◆ Work to be completed ◆
Taking the line that contains "pub enum OpenAICompatError" as the starting point, give again exactly every line up to and including the last line of the records below.

◆ Provided entries ◆
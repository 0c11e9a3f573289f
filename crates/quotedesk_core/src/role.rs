//! Role types for conversation participants.

use serde::{Deserialize, Serialize};

/// Who authored a message sent to the extractor.
#[derive(Debug, Clone, Copy, PartialEq, Eq, PartialOrd, Ord, Hash, Serialize, Deserialize)]
#[serde(rename_all = "lowercase")]
pub enum Role {
    System,
    User,
    Assistant,
}
//! Tests for layered settings.

use quotedesk::{EnvOverrides, QuotedeskConfig, QuotedeskErrorKind};
use std::{collections::HashMap, path::PathBuf};

fn write_config(name: &str, contents: &str) -> anyhow::Result<PathBuf> {
    let path = std::env::temp_dir().join(format!("quotedesk-{}-{}.toml", name, std::process::id()));
    std::fs::write(&path, contents)?;
    Ok(path)
}

#[test]
fn test_defaults_without_file() -> anyhow::Result<()> {
    let config = QuotedeskConfig::load_with(None, &EnvOverrides::default())?;

    assert_eq!(config.extractor().model(), "gpt-4o");
    assert_eq!(config.sheet().title(), "Quotes");
    assert_eq!(config.sheet().expected_columns().len(), 9);
    assert_eq!(config.webhook().bind(), "0.0.0.0:3000");
    assert_eq!(config.webhook().path(), "/api/webhook");
    assert_eq!(config.webhook().verify_token(), "api_webhook_token");
    Ok(())
}

#[test]
fn test_file_values_and_overrides() -> anyhow::Result<()> {
    let path = write_config(
        "layers",
        r#"
[extractor]
model = "gpt-4o-mini"
api_key = "from-file"
temperature = 0.1

[sheet]
title = "Juan's Quotes"
expected_columns = ["Name", "Status"]

[webhook]
bind = "127.0.0.1:8080"
"#,
    )?;

    let overrides = EnvOverrides {
        openai_api_key: Some("from-env".into()),
        spreadsheet_id: Some("sheet123".into()),
        ..Default::default()
    };
    let config = QuotedeskConfig::load_with(Some(&path), &overrides)?;
    std::fs::remove_file(&path)?;

    assert_eq!(config.extractor().model(), "gpt-4o-mini");
    assert_eq!(config.extractor().api_key().as_deref(), Some("from-env"));
    assert_eq!(*config.extractor().temperature(), Some(0.1));
    assert_eq!(config.sheet().title(), "Juan's Quotes");
    assert_eq!(config.sheet().spreadsheet_id().as_deref(), Some("sheet123"));
    assert_eq!(config.sheet().expected_columns(), &vec!["Name".to_string(), "Status".to_string()]);
    assert_eq!(config.webhook().bind(), "127.0.0.1:8080");
    assert_eq!(config.webhook().path(), "/api/webhook");
    Ok(())
}

#[test]
fn test_missing_explicit_file_fails() {
    let path = std::env::temp_dir().join("quotedesk-does-not-exist.toml");
    let err = QuotedeskConfig::load_with(Some(&path), &EnvOverrides::default()).unwrap_err();
    assert!(matches!(err.kind(), QuotedeskErrorKind::Config(_)));
}

#[test]
fn test_bind_override() -> anyhow::Result<()> {
    let config = QuotedeskConfig::load_with(None, &EnvOverrides::default())?.with_bind("127.0.0.1:9000");
    assert_eq!(config.webhook().bind(), "127.0.0.1:9000");
    assert_eq!(config.webhook().verify_token(), "api_webhook_token");
    Ok(())
}

#[test]
fn test_expected_columns_from_environment() -> anyhow::Result<()> {
    let vars = HashMap::from([
        (
            "QUOTEDESK_SHEET__EXPECTED_COLUMNS".to_string(),
            "Name, Status".to_string(),
        ),
        ("QUOTEDESK_SHEET__TITLE".to_string(), "Env Quotes".to_string()),
    ]);
    let config = QuotedeskConfig::load_with_env(None, &EnvOverrides::default(), Some(vars))?;

    assert_eq!(
        config.sheet().expected_columns(),
        &vec!["Name".to_string(), "Status".to_string()]
    );
    assert_eq!(config.sheet().title(), "Env Quotes");
    Ok(())
}

#[test]
fn test_relative_webhook_path_is_rejected() -> anyhow::Result<()> {
    let path = write_config(
        "relative-path",
        r#"
[webhook]
path = "api/webhook"
"#,
    )?;

    let result = QuotedeskConfig::load_with(Some(&path), &EnvOverrides::default());
    std::fs::remove_file(&path)?;

    let err = result.unwrap_err();
    assert!(matches!(err.kind(), QuotedeskErrorKind::Config(_)));
    Ok(())
}
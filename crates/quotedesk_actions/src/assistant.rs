//! One console turn: snapshot, prompt, extract, apply.

use crate::{ActionExecutor, ActionOutcome, ParsedReply, parse_reply, table_instructions};
use quotedesk_core::{Input, Table};
use quotedesk_error::QuotedeskResult;
use quotedesk_interface::{IntentExtractor, RowStore};
use tracing::{debug, info, instrument};

/// What a turn produced.
#[derive(Debug, Clone, PartialEq, Eq)]
pub enum TurnResult {
    /// The reply held actions; one outcome per action
    Applied(Vec<ActionOutcome>),
    /// The reply was informational text
    Answer(String),
}

/// Spreadsheet assistant driving a row store through an intent extractor.
///
/// Holds no conversation state: each turn re-reads the table and sends it
/// whole to the extractor.
#[derive(Debug)]
pub struct SheetAssistant<S, E> {
    store: S,
    extractor: E,
    title: String,
    expected_columns: Vec<String>,
}

impl<S, E> SheetAssistant<S, E>
where
    S: RowStore,
    E: IntentExtractor,
{
    /// Creates an assistant for the sheet named `title`.
    ///
    /// Every snapshot must contain `expected_columns`.
    pub fn new(
        store: S,
        extractor: E,
        title: impl Into<String>,
        expected_columns: Vec<String>,
    ) -> Self {
        Self {
            store,
            extractor,
            title: title.into(),
            expected_columns,
        }
    }

    /// Sheet display name.
    pub fn title(&self) -> &str {
        &self.title
    }

    /// The underlying row store.
    pub fn store(&self) -> &S {
        &self.store
    }

    /// Reads the table and checks its header.
    ///
    /// # Errors
    ///
    /// Fails when the store cannot be read or an expected column is missing.
    pub async fn snapshot(&self) -> QuotedeskResult<Table> {
        let table = self.store.read_all().await?;
        table.require_columns(&self.expected_columns)?;
        Ok(table)
    }

    /// Runs one turn for the operator's content (text, optionally an image).
    ///
    /// # Errors
    ///
    /// Fails when the snapshot cannot be read or the extractor call fails.
    /// Store failures while applying actions are reported per action in
    /// [`TurnResult::Applied`] instead.
    #[instrument(skip_all, fields(sheet = %self.title, image = user_content.iter().any(Input::is_image)))]
    pub async fn handle(&self, user_content: Vec<Input>) -> QuotedeskResult<TurnResult> {
        let table = self.snapshot().await?;
        debug!(rows = table.len(), "Read snapshot");

        let instructions =
            table_instructions(&self.title, &table, chrono::Local::now().date_naive())?;
        let reply = self.extractor.complete(&instructions, user_content).await?;

        match parse_reply(&reply) {
            ParsedReply::Answer(text) => Ok(TurnResult::Answer(text)),
            ParsedReply::Actions(requests) => {
                info!(actions = requests.len(), "Reply carried actions");
                let executor = ActionExecutor::new(&self.store, table.header());
                Ok(TurnResult::Applied(executor.execute(&requests).await))
            }
        }
    }

    /// Runs one text-only turn.
    ///
    /// # Errors
    ///
    /// See [`handle`](Self::handle).
    pub async fn handle_text(&self, instruction: &str) -> QuotedeskResult<TurnResult> {
        self.handle(vec![Input::Text(instruction.to_string())]).await
    }
}
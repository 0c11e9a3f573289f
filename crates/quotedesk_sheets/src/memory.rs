//! In-memory row store.
//!
//! Holds a header and its data rows behind an `RwLock`. Useful for tests and
//! for running the console against a local snapshot without credentials.

use async_trait::async_trait;
use quotedesk_core::{FIRST_DATA_ROW, Header, Row, Table};
use quotedesk_error::{QuotedeskResult, SheetError, SheetErrorKind};
use quotedesk_interface::RowStore;
use std::sync::Arc;
use tokio::sync::RwLock;
use tracing::{debug, instrument};

/// In-memory row store with the same 1-based addressing as a spreadsheet.
///
/// Clones share the same rows, so a test can hand one clone to the executor
/// and inspect the other.
///
/// # Example
/// ```
/// use quotedesk_core::Header;
/// use quotedesk_sheets::InMemoryRowStore;
///
/// let header = Header::new(vec!["Name".to_string(), "Status".to_string()]).unwrap();
/// let store = InMemoryRowStore::new(header, Vec::new());
/// ```
#[derive(Debug, Clone)]
pub struct InMemoryRowStore {
    header: Header,
    rows: Arc<RwLock<Vec<Row>>>,
}

impl InMemoryRowStore {
    /// Creates a store holding the given header and rows.
    pub fn new(header: Header, rows: Vec<Row>) -> Self {
        Self {
            header,
            rows: Arc::new(RwLock::new(rows)),
        }
    }

    /// Creates a store from raw values, first row as header.
    ///
    /// # Errors
    ///
    /// Fails when the header contains duplicate column names.
    pub fn from_values(values: Vec<Vec<String>>) -> Result<Self, SheetError> {
        let table = Table::from_values(values)?;
        Ok(Self::new(table.header().clone(), table.rows().clone()))
    }

    /// Number of data rows.
    pub async fn len(&self) -> usize {
        self.rows.read().await.len()
    }

    /// Returns true when there are no data rows.
    pub async fn is_empty(&self) -> bool {
        self.rows.read().await.is_empty()
    }

    /// Copy of the current data rows.
    pub async fn rows(&self) -> Vec<Row> {
        self.rows.read().await.clone()
    }

    fn data_position(row_index: usize, len: usize) -> Result<usize, SheetError> {
        row_index
            .checked_sub(FIRST_DATA_ROW)
            .filter(|position| *position < len)
            .ok_or_else(|| SheetError::new(SheetErrorKind::RowOutOfRange(row_index)))
    }
}

#[async_trait]
impl RowStore for InMemoryRowStore {
    async fn read_all(&self) -> QuotedeskResult<Table> {
        let rows = self.rows.read().await.clone();
        Ok(Table::new(self.header.clone(), rows))
    }

    #[instrument(skip(self, values), fields(cells = values.len()))]
    async fn append(&self, values: &[String]) -> QuotedeskResult<()> {
        let mut rows = self.rows.write().await;
        rows.push(Row::new(values.to_vec()));
        debug!(rows = rows.len(), "Appended row");
        Ok(())
    }

    #[instrument(skip(self, value))]
    async fn update_cell(
        &self,
        row_index: usize,
        col_index: usize,
        value: &str,
    ) -> QuotedeskResult<()> {
        if col_index == 0 || col_index > self.header.len() {
            return Err(SheetError::new(SheetErrorKind::ColumnOutOfRange(col_index)).into());
        }

        let mut rows = self.rows.write().await;
        let position = Self::data_position(row_index, rows.len())?;
        rows[position].set_cell(col_index - 1, value);
        Ok(())
    }

    #[instrument(skip(self))]
    async fn delete_row(&self, row_index: usize) -> QuotedeskResult<()> {
        let mut rows = self.rows.write().await;
        let position = Self::data_position(row_index, rows.len())?;
        rows.remove(position);
        debug!(rows = rows.len(), "Deleted row");
        Ok(())
    }
}
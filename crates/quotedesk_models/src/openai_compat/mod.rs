//! Client for OpenAI-compatible chat completion APIs.
//!
//! Works against OpenAI itself and any provider exposing the same
//! `/chat/completions` contract, including image inputs sent as
//! `image_url` content parts.

mod client;
mod conversions;
mod dto;

pub use client::OpenAICompatibleClient;
pub use conversions::{from_chat_response, to_chat_request};
pub use dto::{
    ChatChoice, ChatContent, ChatMessage, ChatRequest, ChatResponse, ChatResponseMessage,
    ContentPart, ImageUrl, OpenAICompatError,
};
//! Console command handler.

use quotedesk::{GoogleSheetsStore, OpenAICompatibleClient, QuotedeskConfig, SheetAssistant, console};
use std::path::PathBuf;
use tokio::io::BufReader;

/// Handle the `console` command
pub async fn handle_console_command(config_path: Option<PathBuf>) -> anyhow::Result<()> {
    let config = QuotedeskConfig::load(config_path.as_deref())?;

    let store = GoogleSheetsStore::from_config(config.sheet())?;
    let extractor = OpenAICompatibleClient::from_config(config.extractor())?;
    let assistant = SheetAssistant::new(
        store,
        extractor,
        config.sheet().title().clone(),
        config.sheet().expected_columns().clone(),
    );

    tracing::info!(sheet = %assistant.title(), "Starting console");
    console::run(
        &assistant,
        BufReader::new(tokio::io::stdin()),
        tokio::io::stdout(),
    )
    .await?;
    Ok(())
}
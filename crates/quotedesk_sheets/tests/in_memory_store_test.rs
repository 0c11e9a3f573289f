//! Tests for the in-memory row store.

use quotedesk_error::{QuotedeskErrorKind, SheetErrorKind};
use quotedesk_interface::RowStore;
use quotedesk_sheets::InMemoryRowStore;

fn store() -> InMemoryRowStore {
    InMemoryRowStore::from_values(vec![
        vec!["Name".into(), "Status".into(), "Notes".into()],
        vec!["Ana".into(), "Pending".into()],
        vec!["Ben".into(), "Sold".into(), "NGI: 422".into()],
    ])
    .expect("valid header")
}

fn sheet_kind(err: &quotedesk_error::QuotedeskError) -> &SheetErrorKind {
    match err.kind() {
        QuotedeskErrorKind::Sheet(e) => &e.kind,
        other => panic!("expected sheet error, got {:?}", other),
    }
}

#[tokio::test]
async fn test_read_all_returns_snapshot() -> anyhow::Result<()> {
    let table = store().read_all().await?;
    assert_eq!(table.header().columns(), &["Name", "Status", "Notes"]);
    assert_eq!(table.len(), 2);
    assert_eq!(table.rows()[1].cell(2), "NGI: 422");
    Ok(())
}

#[tokio::test]
async fn test_append_adds_to_bottom() -> anyhow::Result<()> {
    let store = store();
    store.append(&["Cleo".to_string(), "Pending".to_string()]).await?;

    let rows = store.rows().await;
    assert_eq!(rows.len(), 3);
    assert_eq!(rows[2].cell(0), "Cleo");
    Ok(())
}

#[tokio::test]
async fn test_update_cell_uses_store_coordinates() -> anyhow::Result<()> {
    let store = store();
    // Row 2 is the first data row, column 3 is "Notes".
    store.update_cell(2, 3, "NGI: 300").await?;

    let rows = store.rows().await;
    assert_eq!(rows[0].cell(2), "NGI: 300");
    assert_eq!(rows[0].cell(0), "Ana");
    Ok(())
}

#[tokio::test]
async fn test_delete_row_shifts_rows_up() -> anyhow::Result<()> {
    let store = store();
    store.delete_row(2).await?;

    let rows = store.rows().await;
    assert_eq!(rows.len(), 1);
    assert_eq!(rows[0].cell(0), "Ben");
    Ok(())
}

#[tokio::test]
async fn test_header_row_cannot_be_addressed() {
    let store = store();
    let err = store.delete_row(1).await.unwrap_err();
    assert_eq!(sheet_kind(&err), &SheetErrorKind::RowOutOfRange(1));

    let err = store.update_cell(4, 1, "x").await.unwrap_err();
    assert_eq!(sheet_kind(&err), &SheetErrorKind::RowOutOfRange(4));

    let err = store.update_cell(2, 9, "x").await.unwrap_err();
    assert_eq!(sheet_kind(&err), &SheetErrorKind::ColumnOutOfRange(9));
    assert_eq!(store.len().await, 2);
}

#[tokio::test]
async fn test_clones_share_rows() -> anyhow::Result<()> {
    let store = store();
    let other = store.clone();
    other.delete_row(3).await?;
    assert_eq!(store.len().await, 1);
    Ok(())
}
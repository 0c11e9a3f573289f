//! Data transfer objects for OpenAI-compatible APIs.

use derive_builder::Builder;
use derive_getters::Getters;
use serde::{Deserialize, Serialize};

/// Image reference inside a content part.
#[derive(Debug, Clone, PartialEq, Serialize, Deserialize)]
pub struct ImageUrl {
    /// Remote URL or `data:` URL
    pub url: String,
}

/// One typed block of a multimodal message.
#[derive(Debug, Clone, PartialEq, Serialize, Deserialize)]
#[serde(tag = "type", rename_all = "snake_case")]
pub enum ContentPart {
    /// Text block
    Text {
        /// The text
        text: String,
    },
    /// Image block
    ImageUrl {
        /// Where the image is read from
        image_url: ImageUrl,
    },
}

/// Message content: a plain string, or typed parts when an image is attached.
#[derive(Debug, Clone, PartialEq, Serialize, Deserialize)]
#[serde(untagged)]
pub enum ChatContent {
    /// Plain text
    Text(String),
    /// Multimodal parts
    Parts(Vec<ContentPart>),
}

/// A message in the OpenAI chat format.
#[derive(Debug, Clone, PartialEq, Serialize, Deserialize)]
pub struct ChatMessage {
    /// Role: "system", "user", or "assistant"
    pub role: String,
    /// Message content
    pub content: ChatContent,
}

/// OpenAI chat completion request.
#[derive(Debug, Clone, Serialize, Builder, Getters)]
#[builder(setter(into))]
pub struct ChatRequest {
    /// Model identifier
    model: String,
    /// Conversation messages
    messages: Vec<ChatMessage>,
    /// Maximum tokens to generate
    #[builder(default)]
    #[serde(skip_serializing_if = "Option::is_none")]
    max_tokens: Option<u32>,
    /// Sampling temperature
    #[builder(default)]
    #[serde(skip_serializing_if = "Option::is_none")]
    temperature: Option<f32>,
}

impl ChatRequest {
    /// Creates a new builder for ChatRequest.
    pub fn builder() -> ChatRequestBuilder {
        ChatRequestBuilder::default()
    }
}

/// Assistant message returned in a choice.
#[derive(Debug, Clone, Deserialize)]
pub struct ChatResponseMessage {
    /// Role of the author
    #[serde(default)]
    pub role: Option<String>,
    /// Generated text, absent for refusals or tool calls
    #[serde(default)]
    pub content: Option<String>,
}

/// A choice in the OpenAI response.
#[derive(Debug, Clone, Deserialize)]
pub struct ChatChoice {
    /// The message content
    pub message: ChatResponseMessage,
    /// Reason for finishing
    #[serde(default)]
    pub finish_reason: Option<String>,
}

/// Token usage statistics.
#[derive(Debug, Clone, Deserialize)]
pub struct ChatUsage {
    /// Tokens in the prompt
    #[serde(default)]
    pub prompt_tokens: Option<usize>,
    /// Tokens in the completion
    #[serde(default)]
    pub completion_tokens: Option<usize>,
    /// Total tokens
    #[serde(default)]
    pub total_tokens: Option<usize>,
}

/// OpenAI chat completion response.
#[derive(Debug, Clone, Deserialize)]
pub struct ChatResponse {
    /// Response choices
    pub choices: Vec<ChatChoice>,
    /// Token usage
    #[serde(default)]
    pub usage: Option<ChatUsage>,
}

/// Errors from OpenAI-compatible APIs.
#[derive(Debug, Clone, derive_more::Display)]
pub enum OpenAICompatError {
    /// HTTP/network error
    #[display("HTTP error: {}", _0)]
    Http(String),

    /// API returned an error
    #[display("API error (status {}): {}", status, message)]
    Api {
        /// HTTP status code
        status: u16,
        /// Error message
        message: String,
    },

    /// Invalid request
    #[display("Invalid request: {}", _0)]
    InvalidRequest(String),

    /// Failed to parse response
    #[display("Response parsing failed: {}", _0)]
    ResponseParsing(String),

    /// Builder error
    #[display("Builder error: {}", _0)]
    Builder(String),
}

impl std::error::Error for OpenAICompatError {}

impl From<OpenAICompatError> for quotedesk_error::ExtractorErrorKind {
    fn from(err: OpenAICompatError) -> Self {
        use quotedesk_error::ExtractorErrorKind;

        match err {
            OpenAICompatError::Http(message) => ExtractorErrorKind::ApiRequest(message),
            OpenAICompatError::Api { status, message } => ExtractorErrorKind::HttpError {
                status_code: status,
                message,
            },
            OpenAICompatError::InvalidRequest(message) => {
                ExtractorErrorKind::UnsupportedInput(message)
            }
            OpenAICompatError::ResponseParsing(message) => {
                ExtractorErrorKind::ResponseParsing(message)
            }
            OpenAICompatError::Builder(message) => ExtractorErrorKind::ApiRequest(message),
        }
    }
}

◆ Solution for this problem ◆
pub enum OpenAICompatError {
    /// HTTP/network error
    #[display("HTTP error: {}", _0)]
    Http(String),

    /// API returned an error
    #[display("API error (status {}): {}", status, message)]
    Api {
        /// HTTP status code
        status: u16,
        /// Error message
        message: String,
    },

    /// Invalid request
    #[display("Invalid request: {}", _0)]
    InvalidRequest(String),

    /// Failed to parse response
    #[display("Response parsing failed: {}", _0)]
    ResponseParsing(String),

    /// Builder error
    #[display("Builder error: {}", _0)]
    Builder(String),
}

impl std::error::Error for OpenAICompatError {}

impl From<OpenAICompatError> for quotedesk_error::ExtractorErrorKind {
    fn from(err: OpenAICompatError) -> Self {
        use quotedesk_error::ExtractorErrorKind;

        match err {
            OpenAICompatError::Http(message) => ExtractorErrorKind::ApiRequest(message),
            OpenAICompatError::Api { status, message } => ExtractorErrorKind::HttpError {
                status_code: status,
                message,
            },
            OpenAICompatError::InvalidRequest(message) => {
                ExtractorErrorKind::UnsupportedInput(message)
            }
            OpenAICompatError::ResponseParsing(message) => {
                ExtractorErrorKind::ResponseParsing(message)
            }
            OpenAICompatError::Builder(message) => ExtractorErrorKind::ApiRequest(message),
        }
    }
}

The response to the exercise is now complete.